▸ Work instructions
Give a bare count of the lines with "year" in the material below.
+ + + + +
/// Next `<n>/<year>` label: one more than the orders already created this year.
///
/// The count and the later insert are separate statements with no lock between
/// them. Two orders created concurrently in the same year can therefore read the
/// same count and receive the same number. That duplication is accepted; the
/// number is a human-facing label and the order id stays unique.
pub async fn next_order_number<C: ConnectionTrait>(
    conn: &C,
    now: DateTime<Utc>,
) -> AppResult<String> {
    let year = now.year();
    let (start, end) = year_bounds(year)?;
    let existing = Orders::find()
        .filter(
            Condition::all()
                .add(OrderCol::CreatedAt.gte(start.fixed_offset()))
                .add(OrderCol::CreatedAt.lt(end.fixed_offset())),
        )
        .count(conn)
        .await?;
    Ok(format_order_number(existing, year))
}

fn item_from_input(input: OrderItemInput) -> OrderItem {
    OrderItem {
        product_id: input.product_id,
        product_name: input.product_name,
        quantity: input.quantity,
        unit: input.unit,
        notes: input.notes.unwrap_or_default(),
        is_new: false,
        added_at: None,
    }
}

/// Compare `incoming` against `previous` by product id.
///
/// A product missing from `previous` is marked new at `now`. A product already
/// marked new keeps its marker and its original `added_at`. Anything else is
/// unmarked, whatever the client sent.
pub fn merge_items(
    previous: &[OrderItem],
    incoming: Vec<OrderItemInput>,
    now: DateTime<Utc>,
) -> MergedItems {
    let mut known: HashMap<Uuid, &OrderItem> = HashMap::with_capacity(previous.len());
    for item in previous {
        // first occurrence wins for duplicated products
        known.entry(item.product_id).or_insert(item);
    }

    let mut added = 0;
    let items = incoming
        .into_iter()
        .map(|input| {
            let mut item = item_from_input(input);
            match known.get(&item.product_id) {
                None => {
                    item.is_new = true;
                    item.added_at = Some(now);
                    added += 1;
                }
                Some(prev) if prev.is_new => {
                    item.is_new = true;
                    item.added_at = prev.added_at;
                }
                Some(_) => {}
            }
            item
        })
        .collect();

    MergedItems { items, added }
}

/// One changelog line for one update, clauses joined and the first letter capitalized.
pub fn describe_changes(changes: &ChangeSummary) -> String {
    let mut clauses: Vec<String> = Vec::new();
    match changes.items_added {
        Some(0) => clauses.push("products updated".into()),
        Some(1) => clauses.push("1 product added".into()),
        Some(n) => clauses.push(format!("{n} products added")),
        None => {}
    }
    if let Some(date) = changes.pickup_date {
        clauses.push(format!("pickup date: {date}"));
    }
    if let Some(slot) = &changes.pickup_time_slot {
        clauses.push(format!("time slot: {slot}"));
    }
    if changes.notes {
        clauses.push("notes updated".into());
    }

    if clauses.is_empty() {
        return GENERIC_MODIFICATION.to_string();
    }
    capitalize_first(&clauses.join(", "))
}

fn capitalize_first(text: &str) -> String {
    let mut chars = text.chars();
    match chars.next() {
        Some(first) => first.to_uppercase().chain(chars).collect(),
        None => String::new(),
    }
}

pub async fn list_orders(
    state: &AppState,
    query: OrderListQuery,
) -> AppResult<ApiResponse<OrderList>> {
    let mut condition = PickupWindow::from_query(&query).condition();
    if let Some(status) = query.status {
        condition = condition.add(OrderCol::Status.eq(status));
    }

    let items: Vec<Order> = Orders::find()
        .filter(condition)
        .order_by_asc(OrderCol::PickupDate)
        .order_by_asc(OrderCol::PickupTimeSlot)
        .order_by_asc(OrderCol::CreatedAt)
        .limit(ORDER_LIST_LIMIT)
        .all(&state.orm)
        .await?
        .into_iter()
        .map(order_from_entity)
        .collect();

    let meta = Meta::capped(ORDER_LIST_LIMIT, items.len());
    Ok(ApiResponse::success("Orders", OrderList { items }, Some(meta)))
}
use chrono::{NaiveDate, Utc};
use sea_orm::{ColumnTrait, EntityTrait, PaginatorTrait, QueryFilter};

use crate::{
    dto::dashboard::{DashboardStats, NewOrdersCount, StatusCounts},
    entity::orders::{Column as OrderCol, Entity as Orders},
    error::AppResult,
    models::OrderStatus,
    response::{ApiResponse, Meta},
    state::AppState,
};

/// Fold `(status, count)` rows into the four dashboard buckets.
/// `partially_collected` and `collected` rows are dropped on purpose.
pub fn tally_status_counts(rows: &[(String, i64)]) -> StatusCounts {
    let mut counts = StatusCounts::default();
    for (status, count) in rows {
        match status.parse::<OrderStatus>() {
            Ok(OrderStatus::New) => counts.new += count,
            Ok(OrderStatus::InProgress) => counts.in_progress += count,
            Ok(OrderStatus::Ready) => counts.ready += count,
            Ok(OrderStatus::Delivered) => counts.delivered += count,
            Ok(OrderStatus::PartiallyCollected | OrderStatus::Collected) | Err(_) => {}
        }
    }
    counts
}

async fn count_new_orders(state: &AppState) -> AppResult<i64> {
    let count = Orders::find()
        .filter(OrderCol::Status.eq(OrderStatus::New))
        .count(&state.orm)
        .await?;
    Ok(count as i64)
}

/// Counts for orders due for pickup on `day`.
pub async fn stats_for_day(state: &AppState, day: NaiveDate) -> AppResult<DashboardStats> {
    let rows: Vec<(String, i64)> = sqlx::query_as(
        r#"
        SELECT status, COUNT(*)::BIGINT
        FROM orders
        WHERE pickup_date = $1
        GROUP BY status
        "#,
    )
    .bind(day)
    .fetch_all(&state.pool)
    .await?;

    let by_status = tally_status_counts(&rows);
    Ok(DashboardStats {
        today: day,
        total_today: by_status.total(),
        by_status,
        new_orders_count: count_new_orders(state).await?,
    })
}

pub async fn daily_stats(state: &AppState) -> AppResult<ApiResponse<DashboardStats>> {
    let today = Utc::now().date_naive();
    let stats = stats_for_day(state, today).await?;
    Ok(ApiResponse::success("Dashboard", stats, Some(Meta::empty())))
}

/// Global count of `new` orders, whatever their pickup date.
pub async fn new_orders_count(state: &AppState) -> AppResult<ApiResponse<NewOrdersCount>> {
    let count = count_new_orders(state).await?;
    Ok(ApiResponse::success(
        "New orders",
        NewOrdersCount { count },
        Some(Meta::empty()),
    ))
}

#[cfg(test)]
mod tests {
    use super::tally_status_counts;
    use crate::dto::dashboard::StatusCounts;

    #[test]
    fn only_four_buckets_are_counted() {
        let rows = vec![
            ("new".to_string(), 2),
            ("ready".to_string(), 1),
            ("partially_collected".to_string(), 4),
            ("collected".to_string(), 3),
        ];
        let counts = tally_status_counts(&rows);
        assert_eq!(
            counts,
            StatusCounts {
                new: 2,
                in_progress: 0,
                ready: 1,
                delivered: 0,
            }
        );
        assert_eq!(counts.total(), 3);
    }

    #[test]
    fn unknown_status_rows_are_ignored() {
        let rows = vec![("archived".to_string(), 9), ("delivered".to_string(), 1)];
        assert_eq!(tally_status_counts(&rows).total(), 1);
    }
}
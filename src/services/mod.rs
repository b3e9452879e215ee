pub mod auth_service;
pub mod category_service;
pub mod customer_service;
pub mod dashboard_service;
pub mod order_service;
pub mod product_service;
pub mod seed_service;
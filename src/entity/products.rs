use sea_orm::entity::prelude::*;

#[derive(Clone, Debug, PartialEq, DeriveEntityModel)]
#[sea_orm(table_name = "products")]
pub struct Model {
    #[sea_orm(primary_key, auto_increment = false)]
    pub id: Uuid,
    pub name: String,
    pub category: String,
    pub description: String,
    pub unit: String,
    pub price: Option<f64>,
}

#[derive(Copy, Clone, Debug, EnumIter, DeriveRelation)]
pub enum Relation {}

impl ActiveModelBehavior for ActiveModel {}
+ + + + +
▸ Task response
5